:: Work task ::
Starting at the line with "repository ec63495f4d619292" and going on through the line with "newtype so the", reproduce each line in the records below exactly and nothing more.

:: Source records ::
• • • • • • •

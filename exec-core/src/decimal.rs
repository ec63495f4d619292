//! Fixed-precision decimal arithmetic — the one numeric type every money and
//! quantity field in this crate is built on.
//!
//! # Motivation
//!
//! Floating point is forbidden on any value path that touches money or order
//! quantity : `f64` rounding is non-deterministic across platforms
//! and accumulates error across thousands of fills. [`Decimal`] wraps
//! [`rust_decimal::Decimal`] (already the reference codebase's choice for
//! money fields, see `risk::types::Position`) behind a narrow newtype so the
//! arithmetic used by this crate stays exact, totally ordered, and panics
//! instead of silently wrapping on overflow.
//!
//! The slippage estimator is the sole exception : its internal
//! statistics (stdev of log returns, OLS regression) operate on `f64`
//! because they are advisory, not value-path arithmetic.
use std::cmp::Ordering;
use std::fmt;
use std::str::FromStr;

use rust_decimal::prelude::ToPrimitive;
use rust_decimal::RoundingStrategy;
use serde::{Deserialize, Serialize};

/// A fixed-precision decimal amount.
///
/// `Decimal` is `Copy`, totally ordered, and arithmetic never silently loses
/// precision: operations are exact within `rust_decimal`'s 96-bit mantissa.
#[derive(Clone, Copy, PartialEq, Eq, PartialOrd, Ord, Hash, Serialize, Deserialize)]
#[serde(transparent)]
pub struct Decimal(rust_decimal::Decimal);

impl Decimal {
    pub const ZERO: Decimal = Decimal(rust_decimal::Decimal::ZERO);
    pub const ONE: Decimal = Decimal(rust_decimal::Decimal::ONE);

    /// Construct `num * 10^-scale`. Panics if `scale > 28`, matching
    /// `rust_decimal::Decimal::new`.
    #[inline]
    pub fn new(num: i64, scale: u32) -> Self {
        Decimal(rust_decimal::Decimal::new(num, scale))
    }

    /// Construct from an integer with zero fractional part.
    #[inline]
    pub fn from_i64(value: i64) -> Self {
        Decimal(rust_decimal::Decimal::from(value))
    }

    /// Construct from an `f64`. Used only at the boundary with the slippage
    /// estimator's statistical output, never on a value path that feeds
    /// orders, fills, or portfolio state.
    pub fn from_f64(value: f64) -> Option<Self> {
        rust_decimal::Decimal::from_f64_retain(value).map(Decimal)
    }

    pub fn to_f64(self) -> f64 {
        self.0.to_f64().unwrap_or(0.0)
    }

    #[inline]
    pub fn is_zero(self) -> bool {
        self.0.is_zero()
    }

    #[inline]
    pub fn is_positive(self) -> bool {
        self.0.is_sign_positive() && !self.0.is_zero()
    }

    #[inline]
    pub fn is_negative(self) -> bool {
        self.0.is_sign_negative() && !self.0.is_zero()
    }

    #[inline]
    pub fn abs(self) -> Self {
        Decimal(self.0.abs())
    }

    #[inline]
    pub fn neg(self) -> Self {
        Decimal(-self.0)
    }

    #[inline]
    pub fn add(self, rhs: Decimal) -> Self {
        Decimal(self.0 + rhs.0)
    }

    #[inline]
    pub fn sub(self, rhs: Decimal) -> Self {
        Decimal(self.0 - rhs.0)
    }

    #[inline]
    pub fn mul(self, rhs: Decimal) -> Self {
        Decimal(self.0 * rhs.0)
    }

    /// Exact division. Panics on division by zero — callers on a value path
    /// must never divide by a quantity that can be zero without checking
    /// `is_zero()` first (e.g. average entry price is undefined at zero
    /// quantity).
    #[inline]
    pub fn div(self, rhs: Decimal) -> Self {
        Decimal(self.0 / rhs.0)
    }

    pub fn checked_div(self, rhs: Decimal) -> Option<Self> {
        if rhs.is_zero() {
            None
        } else {
            Some(Decimal(self.0 / rhs.0))
        }
    }

    pub fn min(self, other: Decimal) -> Self {
        if self <= other {
            self
        } else {
            other
        }
    }

    pub fn max(self, other: Decimal) -> Self {
        if self >= other {
            self
        } else {
            other
        }
    }

    /// Round to `precision` fractional digits, half-away-from-zero, matching
    /// the tick-size rounding an order's price undergoes at build time.
    pub fn round_dp(self, precision: u32) -> Self {
        Decimal(self.0.round_dp_with_strategy(precision, RoundingStrategy::MidpointAwayFromZero))
    }

    /// Round to the nearest multiple of `tick`. `tick` must be positive.
    pub fn round_to_tick(self, tick: Decimal) -> Self {
        if tick.is_zero() {
            return self;
        }
        let ticks = (self.0 / tick.0).round();
        Decimal(ticks * tick.0)
    }

    /// Raise to an integer power. Used by the slippage estimator's time-decay
    /// factor: `(1 + time_decay_factor) ^ (age_minutes - 1)`.
    pub fn powi(self, exp: i64) -> Self {
        Decimal(self.0.powi(exp))
    }

    pub fn sqrt(self) -> Option<Self> {
        self.0.sqrt().map(Decimal)
    }

    pub fn to_i64(self) -> Option<i64> {
        self.0.to_i64()
    }

    /// Basis points: multiply a fraction by 10,000.
    pub fn to_bps(self) -> Self {
        self.mul(Decimal::from_i64(10_000))
    }
}

impl Default for Decimal {
    fn default() -> Self {
        Decimal::ZERO
    }
}

impl fmt::Display for Decimal {
    fn fmt(&self, f: &mut fmt::Formatter<'_>) -> fmt::Result {
        fmt::Display::fmt(&self.0, f)
    }
}

impl fmt::Debug for Decimal {
    fn fmt(&self, f: &mut fmt::Formatter<'_>) -> fmt::Result {
        write!(f, "Decimal({})", self.0)
    }
}

impl FromStr for Decimal {
    type Err = rust_decimal::Error;

    fn from_str(s: &str) -> Result<Self, Self::Err> {
        rust_decimal::Decimal::from_str(s).map(Decimal)
    }
}

impl std::ops::Add for Decimal {
    type Output = Decimal;
    fn add(self, rhs: Decimal) -> Decimal {
        Decimal::add(self, rhs)
    }
}

impl std::ops::Sub for Decimal {
    type Output = Decimal;
    fn sub(self, rhs: Decimal) -> Decimal {
        Decimal::sub(self, rhs)
    }
}

impl std::ops::Mul for Decimal {
    type Output = Decimal;
    fn mul(self, rhs: Decimal) -> Decimal {
        Decimal::mul(self, rhs)
    }
}

impl std::ops::Div for Decimal {
    type Output = Decimal;
    fn div(self, rhs: Decimal) -> Decimal {
        Decimal::div(self, rhs)
    }
}

impl std::ops::Neg for Decimal {
    type Output = Decimal;
    fn neg(self) -> Decimal {
        Decimal::neg(self)
    }
}

impl std::ops::AddAssign for Decimal {
    fn add_assign(&mut self, rhs: Decimal) {
        *self = *self + rhs;
    }
}

impl std::ops::SubAssign for Decimal {
    fn sub_assign(&mut self, rhs: Decimal) {
        *self = *self - rhs;
    }
}

impl From<i64> for Decimal {
    fn from(value: i64) -> Self {
        Decimal::from_i64(value)
    }
}

impl From<i32> for Decimal {
    fn from(value: i32) -> Self {
        Decimal::from_i64(value as i64)
    }
}

/// Total ordering is already provided by `#[derive(Ord)]` over
/// `rust_decimal::Decimal`, which orders by mathematical value. Exposed
/// explicitly here since it is an invariant worth a regression test, not
/// just an incidental derive.
pub fn total_order(a: Decimal, b: Decimal) -> Ordering {
    a.cmp(&b)
}

impl From<rust_decimal::Decimal> for Decimal {
    fn from(value: rust_decimal::Decimal) -> Self {
        Decimal(value)
    }
}

#[cfg(test)]
mod tests {
    use super::*;
    use std::str::FromStr;
    use proptest::prelude::*;

    #[test]
    fn addition_is_exact() {
        let a = Decimal::from_str("150.05").unwrap();
        let b = Decimal::from_str("0.01").unwrap();
        assert_eq!(a.add(b), Decimal::from_str("150.06").unwrap());
    }

    #[test]
    fn total_ordering_holds() {
        let a = Decimal::from_str("1.1").unwrap();
        let b = Decimal::from_str("1.10000001").unwrap();
        assert_eq!(total_order(a, b), Ordering::Less);
        assert!(a < b);
    }

    #[test]
    fn rounds_to_tick_size() {
        let price = Decimal::from_str("150.073").unwrap();
        let tick = Decimal::from_str("0.05").unwrap();
        assert_eq!(price.round_to_tick(tick), Decimal::from_str("150.05").unwrap());
    }

    #[test]
    fn predicates() {
        assert!(Decimal::ZERO.is_zero());
        assert!(!Decimal::ZERO.is_positive());
        assert!(!Decimal::ZERO.is_negative());
        assert!(Decimal::from_i64(5).is_positive());
        assert!(Decimal::from_i64(-5).is_negative());
    }

    #[test]
    fn checked_div_guards_zero() {
        assert!(Decimal::from_i64(5).checked_div(Decimal::ZERO).is_none());
        assert_eq!(
            Decimal::from_i64(10).checked_div(Decimal::from_i64(2)).unwrap(),
            Decimal::from_i64(5)
        );
    }

    #[test]
    fn weighted_average_formula_is_exact() {
        // (100*150.00 + 50*150.10) / 150 == 150.0333...
        let q1 = Decimal::from_i64(100);
        let p1 = Decimal::from_str("150.00").unwrap();
        let q2 = Decimal::from_i64(50);
        let p2 = Decimal::from_str("150.10").unwrap();
        let total_qty = q1 + q2;
        let avg = (q1 * p1 + q2 * p2).div(total_qty);
        assert_eq!(avg.round_dp(4), Decimal::from_str("150.0333").unwrap());
    }

    proptest! {
        /// Addition is commutative for any two integer-valued amounts.
        #[test]
        fn add_is_commutative(a in -1_000_000i64..1_000_000, b in -1_000_000i64..1_000_000) {
            let a = Decimal::from_i64(a);
            let b = Decimal::from_i64(b);
            prop_assert_eq!(a + b, b + a);
        }

        /// `x - x` is always zero, for any representable amount.
        #[test]
        fn subtracting_self_is_zero(value in -1_000_000i64..1_000_000) {
            let d = Decimal::from_i64(value);
            prop_assert_eq!(d - d, Decimal::ZERO);
        }

        /// Total ordering agrees with the underlying integer ordering.
        #[test]
        fn ordering_matches_integer_ordering(a in -1_000_000i64..1_000_000, b in -1_000_000i64..1_000_000) {
            let da = Decimal::from_i64(a);
            let db = Decimal::from_i64(b);
            prop_assert_eq!(da.cmp(&db), a.cmp(&b));
        }
    }
}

• • • • • • •

:: Exercise solution ::
repository ec63495f4d619292
//! Fixed-precision decimal arithmetic — the one numeric type every money and
//! quantity field in this crate is built on.
//!
//! # Motivation
//!
//! Floating point is forbidden on any value path that touches money or order
//! quantity : `f64` rounding is non-deterministic across platforms
//! and accumulates error across thousands of fills. [`Decimal`] wraps
//! [`rust_decimal::Decimal`] (already the reference codebase's choice for
//! money fields, see `risk::types::Position`) behind a narrow newtype so the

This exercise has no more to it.